Abstract
Purpose:
Deamidation of proteins upon aging appears to be a universal phenomenon. The effect of deamidation on aging and cataract formation has been extensively studied for some members of the lens crystallin family. Here we examine in vitro, how the deamidation of specific Asn (N76 and 143) and Gln (Q92 and 120) residues of human gammaS-crystallin known to be associated with aging and cataract formation, affect the structure and solution properties of the protein.
Methods:
Human gammaS-crystallin and two mutants were expressed in E.Coli: Mutant 2N corresponds to the replacement of Asn 76 and 143 to Asp, and mutant 2N2Q contains two additional mutations, Gln 92 and 120 to Glu. Thus, 2N2Q represents an extensively deamidated product. Isoelectric Focusing and SDS-PAGE were used to characterize the mutants. Spectroscopic measurements (Circular Dichroism and Tryptophan Fluorescence emission) were carried out to determine the secondary and tertiary structures of the mutants, and Guanidinium Hydrochloride-mediated unfolding was used to determine their relative stabilities. Light scattering measurements were carried out to determine the strength and nature of the protein-protein interactions in the deamidated crystallins relative to the wild-type.
Results:
Both deamidated mutants show normal solubility. The pI values of the 2N and 2N2Q mutants were lowered by about 0.5 and 0.8 pH units respectively relative to that of wild-type gammaS-crystallin. All three proteins showed a predominantly single band on the IEF gel only in the presence of DTT. The structures and stabilities of both deamidated derivatives are comparable to that of the wild-type protein.
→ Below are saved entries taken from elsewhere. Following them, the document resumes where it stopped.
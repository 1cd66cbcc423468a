//! quote-client entry point
//!
//! Runs quotes for one group against a quote webserver, resolves members
//! whose ZIP spans several counties, and prints a summary.

use std::collections::BTreeMap;
use std::time::Duration;

use chrono::NaiveDate;
use clap::Parser;

use client::{
    render_summary, HttpQuoteApi, PresetCountyChooser, QuoteSession, RunOutcome, SessionConfig,
    StdinCountyChooser,
};
use shared::{logging, service_info, service_warn, CountyId, GroupId, MemberId, RunQuotesRequest, ServiceId};

#[derive(Parser, Debug)]
#[command(name = "quote-client")]
#[command(about = "Generate group quotes and resolve ambiguous member counties")]
struct Args {
    /// Quote webserver address
    #[arg(long, default_value = "http://127.0.0.1:8080")]
    server: String,

    #[arg(long)]
    group: String,

    /// Coverage effective date (YYYY-MM-DD), defaults to the server's today
    #[arg(long)]
    effective_date: Option<NaiveDate>,

    /// Tobacco status applied to every member
    #[arg(long)]
    tobacco: Option<bool>,

    /// County used for members whose county cannot be resolved
    #[arg(long)]
    county: Option<String>,

    /// Preset county choice, as MEMBER_ID=COUNTY_ID
    #[arg(long = "choose", value_parser = parse_choice)]
    choices: Vec<(MemberId, CountyId)>,

    /// Never prompt; members without a preset choice stay unresolved
    #[arg(long)]
    non_interactive: bool,

    /// Interval between polls of the latest batch, in milliseconds
    #[arg(long, default_value = "1200")]
    poll_interval_ms: u64,

    /// Give up polling after this many seconds
    #[arg(long, default_value = "120")]
    poll_timeout_secs: u64,

    /// Per-request HTTP timeout, in seconds
    #[arg(long, default_value = "30")]
    request_timeout_secs: u64,

    /// Log level (trace, debug, info, warn, error)
    #[arg(long, default_value = "info")]
    log_level: String,
}

fn parse_choice(value: &str) -> Result<(MemberId, CountyId), String> {
    match value.split_once('=') {
        Some((member, county)) if !member.trim().is_empty() && !county.trim().is_empty() => {
            Ok((MemberId::from(member.trim()), CountyId::from(county.trim())))
        }
        _ => Err(format!("expected MEMBER_ID=COUNTY_ID, got '{value}'")),
    }
}

#[tokio::main]
async fn main() -> anyhow::Result<()> {
    dotenv::dotenv().ok();
    let args = Args::parse();

    ServiceId::init_client();
    logging::init_tracing_with_level(Some(&args.log_level));
    logging::log_startup(ServiceId::current(), &format!("quote client for {}", args.server));

    let api = HttpQuoteApi::new(&args.server, Duration::from_secs(args.request_timeout_secs))?;
    let session = QuoteSession::new(api, GroupId::from(args.group.as_str())).with_config(SessionConfig {
        poll_interval: Duration::from_millis(args.poll_interval_ms),
        poll_timeout: Duration::from_secs(args.poll_timeout_secs),
    });

    let preset: BTreeMap<MemberId, CountyId> = args.choices.into_iter().collect();
    let chooser = if args.non_interactive {
        PresetCountyChooser::new(preset)
    } else {
        PresetCountyChooser::new(preset).with_fallback(StdinCountyChooser::new())
    };

    let request = RunQuotesRequest {
        effective_date: args.effective_date,
        tobacco: args.tobacco,
        county_id: args.county.map(CountyId::from),
        county_choices: BTreeMap::new(),
    };

    let workflow = async {
        let outcome = session.run_quotes(request).await?;
        match outcome {
            RunOutcome::Batch(batch) if !batch.is_fully_resolved() => {
                service_info!(
                    ServiceId::current(),
                    "📍 {} members need a county choice",
                    batch.pending_county_entries().count()
                );
                session.resolve_pending(&chooser).await
            }
            other => Ok(other),
        }
    };

    let outcome = tokio::select! {
        outcome = workflow => outcome?,
        _ = tokio::signal::ctrl_c() => {
            session.cancel().await;
            logging::log_shutdown(ServiceId::current(), "Received Ctrl+C signal");
            return Ok(());
        }
    };

    match outcome {
        RunOutcome::Batch(batch) => {
            print!("{}", render_summary(&batch));
            if !batch.is_fully_resolved() {
                service_warn!(
                    ServiceId::current(),
                    "⚠️ Some members still need a county; rerun with --choose MEMBER=COUNTY"
                );
            }
        }
        RunOutcome::TakingLonger => {
            service_warn!(
                ServiceId::current(),
                "⏰ Quotes are taking longer than expected; check again later"
            );
        }
    }

    logging::log_success(ServiceId::current(), "Quote client finished");
    Ok(())
}
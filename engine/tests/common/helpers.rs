//! Test helpers for engine tests
//!
//! Engines are assembled from the fixture reference data and member list,
//! with the batch store and affordability provider swappable per test.

use std::time::Duration;

use async_trait::async_trait;

use engine::services::{
    DisabledAffordabilityProvider, DirectoryData, GroupRecord, InMemoryBatchStore,
    RealMemberDirectory, RealReferenceStore,
};
use engine::traits::{AffordabilityRequest, ExternalAffordability};
use engine::{AffordabilityProvider, BatchStore, EngineConfig, EngineResult, QuoteEngine};
use shared::{MemberId, MemberQuoteEntry, QuoteBatch, RunQuotesRequest};

use super::builders::ReferenceDataBuilder;
use super::fixtures::TestFixtures;

pub type TestEngine<B, A> = QuoteEngine<RealReferenceStore, RealMemberDirectory, B, A>;

/// Provider that answers only after a delay
pub struct SlowProvider(pub Duration);

#[async_trait]
impl AffordabilityProvider for SlowProvider {
    async fn determine(&self, _request: &AffordabilityRequest) -> EngineResult<Option<ExternalAffordability>> {
        tokio::time::sleep(self.0).await;
        Ok(Some(ExternalAffordability {
            premium_tax_credit: Some(999.0),
            ..ExternalAffordability::default()
        }))
    }
}

/// Common test utilities
pub struct TestHelpers;

impl TestHelpers {
    pub fn directory() -> RealMemberDirectory {
        RealMemberDirectory::from_data(DirectoryData {
            groups: vec![
                GroupRecord {
                    id: TestFixtures::group_id(),
                    name: "Test Group".to_string(),
                    members: TestFixtures::members(),
                },
                GroupRecord {
                    id: TestFixtures::EMPTY_GROUP.into(),
                    name: "Empty Group".to_string(),
                    members: Vec::new(),
                },
            ],
        })
    }

    pub fn config() -> EngineConfig {
        EngineConfig::default()
            .with_max_concurrency(4)
            .with_provider_timeout(Duration::from_millis(200))
    }

    pub fn engine_with_config<B, A>(store: B, provider: A, config: EngineConfig) -> TestEngine<B, A>
    where
        B: BatchStore + 'static,
        A: AffordabilityProvider + 'static,
    {
        QuoteEngine::new(
            TestFixtures::reference_data().into_store(),
            Self::directory(),
            store,
            provider,
            config,
        )
    }

    pub fn engine_with<B, A>(store: B, provider: A) -> TestEngine<B, A>
    where
        B: BatchStore + 'static,
        A: AffordabilityProvider + 'static,
    {
        Self::engine_with_config(store, provider, Self::config())
    }

    /// Engine with an in-memory store and no external provider
    pub fn engine() -> TestEngine<InMemoryBatchStore, DisabledAffordabilityProvider> {
        Self::engine_with(InMemoryBatchStore::new(), DisabledAffordabilityProvider)
    }

    pub fn run_request() -> RunQuotesRequest {
        RunQuotesRequest {
            effective_date: Some(TestFixtures::effective_date()),
            ..RunQuotesRequest::default()
        }
    }

    pub fn entry<'a>(batch: &'a QuoteBatch, member_id: &str) -> &'a MemberQuoteEntry {
        batch
            .entry(&MemberId::from(member_id))
            .unwrap_or_else(|| panic!("no entry for member {member_id}"))
    }

    pub fn assert_close(actual: f64, expected: f64) {
        assert!(
            (actual - expected).abs() < 0.01,
            "expected {expected}, got {actual}"
        );
    }
}
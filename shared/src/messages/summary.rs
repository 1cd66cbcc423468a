//! Employee cost comparison over the latest batch

use crate::types::{GroupId, MemberId, PlanId};
use serde::{Deserialize, Deserializer, Serialize};
use std::collections::BTreeMap;
use uuid::Uuid;

/// Split a comma-separated filter value, dropping blanks
pub fn parse_filter_list(raw: &str) -> Vec<String> {
    raw.split(',')
        .map(str::trim)
        .filter(|value| !value.is_empty())
        .map(str::to_string)
        .collect()
}

/// Market flag from text. `any`, blanks and unknown words mean no filter.
pub fn parse_market_flag(raw: &str) -> Option<bool> {
    match raw.trim().to_lowercase().as_str() {
        "1" | "true" | "yes" | "on" => Some(true),
        "0" | "false" | "no" | "off" => Some(false),
        _ => None,
    }
}

#[derive(Deserialize)]
#[serde(untagged)]
enum RawList {
    Many(Vec<String>),
    One(String),
}

fn deserialize_filter_list<'de, D>(deserializer: D) -> Result<Vec<String>, D::Error>
where
    D: Deserializer<'de>,
{
    Ok(match Option::<RawList>::deserialize(deserializer)? {
        None => Vec::new(),
        Some(RawList::One(raw)) => parse_filter_list(&raw),
        Some(RawList::Many(values)) => values
            .into_iter()
            .map(|value| value.trim().to_string())
            .filter(|value| !value.is_empty())
            .collect(),
    })
}

#[derive(Deserialize)]
#[serde(untagged)]
enum RawFlag {
    Flag(bool),
    Text(String),
}

fn deserialize_market_flag<'de, D>(deserializer: D) -> Result<Option<bool>, D::Error>
where
    D: Deserializer<'de>,
{
    Ok(match Option::<RawFlag>::deserialize(deserializer)? {
        None => None,
        Some(RawFlag::Flag(flag)) => Some(flag),
        Some(RawFlag::Text(raw)) => parse_market_flag(&raw),
    })
}

/// Plan filters for the comparison. Empty lists and `None` match everything.
#[derive(Debug, Clone, Default, PartialEq, Eq, Serialize, Deserialize)]
#[serde(default)]
pub struct SummaryFilters {
    /// Carrier names, matched case-insensitively
    #[serde(deserialize_with = "deserialize_filter_list")]
    pub carrier: Vec<String>,
    /// Metal levels, matched case-insensitively
    #[serde(deserialize_with = "deserialize_filter_list")]
    pub level: Vec<String>,
    #[serde(deserialize_with = "deserialize_market_flag")]
    pub on_market: Option<bool>,
}

impl SummaryFilters {
    /// Field by field, `self` wins wherever it is set
    pub fn or(self, fallback: SummaryFilters) -> SummaryFilters {
        SummaryFilters {
            carrier: if self.carrier.is_empty() { fallback.carrier } else { self.carrier },
            level: if self.level.is_empty() { fallback.level } else { self.level },
            on_market: self.on_market.or(fallback.on_market),
        }
    }
}

/// Body of `POST /groups/{id}/summary/employees`
#[derive(Debug, Clone, Default, PartialEq, Serialize, Deserialize)]
#[serde(default)]
pub struct EmployeeSummaryRequest {
    /// Explicit plan choices; ignored for members not quoted that plan
    pub selected: BTreeMap<MemberId, PlanId>,
    pub filters: SummaryFilters,
    /// Monthly employer allowance per member; absent members get none
    pub allowances: BTreeMap<MemberId, f64>,
}

/// How the compared plan was picked for a member
#[derive(Debug, Clone, Copy, PartialEq, Eq, Serialize, Deserialize)]
#[serde(rename_all = "snake_case")]
pub enum ChosenBy {
    Selected,
    CheapestFiltered,
    CheapestOverall,
}

#[derive(Debug, Clone, PartialEq, Serialize, Deserialize)]
pub struct ChosenPlan {
    pub carrier: String,
    pub display_name: String,
    pub metal_level: String,
    pub on_market: bool,
}

/// One member's old versus new monthly cost
#[derive(Debug, Clone, PartialEq, Serialize, Deserialize)]
pub struct EmployeeRow {
    pub member_id: MemberId,
    pub name: String,
    pub selected_plan_id: Option<PlanId>,
    pub selected_plan: Option<ChosenPlan>,
    /// `None` when the member has no quotes to choose from
    pub chosen_by: Option<ChosenBy>,
    pub allowance_monthly: f64,
    pub old_out_of_pocket_monthly: f64,
    pub new_out_of_pocket_monthly: f64,
    pub monthly_savings: f64,
    pub annual_savings: f64,
}

#[derive(Debug, Clone, Default, PartialEq, Serialize, Deserialize)]
pub struct SummaryTotals {
    pub old_out_of_pocket_monthly: f64,
    pub new_out_of_pocket_monthly: f64,
    pub monthly_savings: f64,
    pub old_out_of_pocket_annual: f64,
    pub new_out_of_pocket_annual: f64,
    pub annual_savings: f64,
}

/// Response of `GET|POST /groups/{id}/summary/employees`
#[derive(Debug, Clone, PartialEq, Serialize, Deserialize)]
pub struct EmployeeSummary {
    pub group_id: GroupId,
    /// Batch the rows were computed from; `None` before the first run
    pub batch_id: Option<Uuid>,
    pub filters_applied: SummaryFilters,
    pub employees: Vec<EmployeeRow>,
    pub totals: SummaryTotals,
}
Light-scattering measurements indicate that the repulsive protein-protein interactions observed in the wild-type are compromised in the mutants. This may lead to a propensity for aggregation upon deamidation.
Conclusions:
Extensive deamidation does not significantly affect the secondary and tertiary structure of human gammaS-crystallin, but may alter protein-protein interactions. PEG-induced phase transition studies are currently being conducted to substantiate these findings.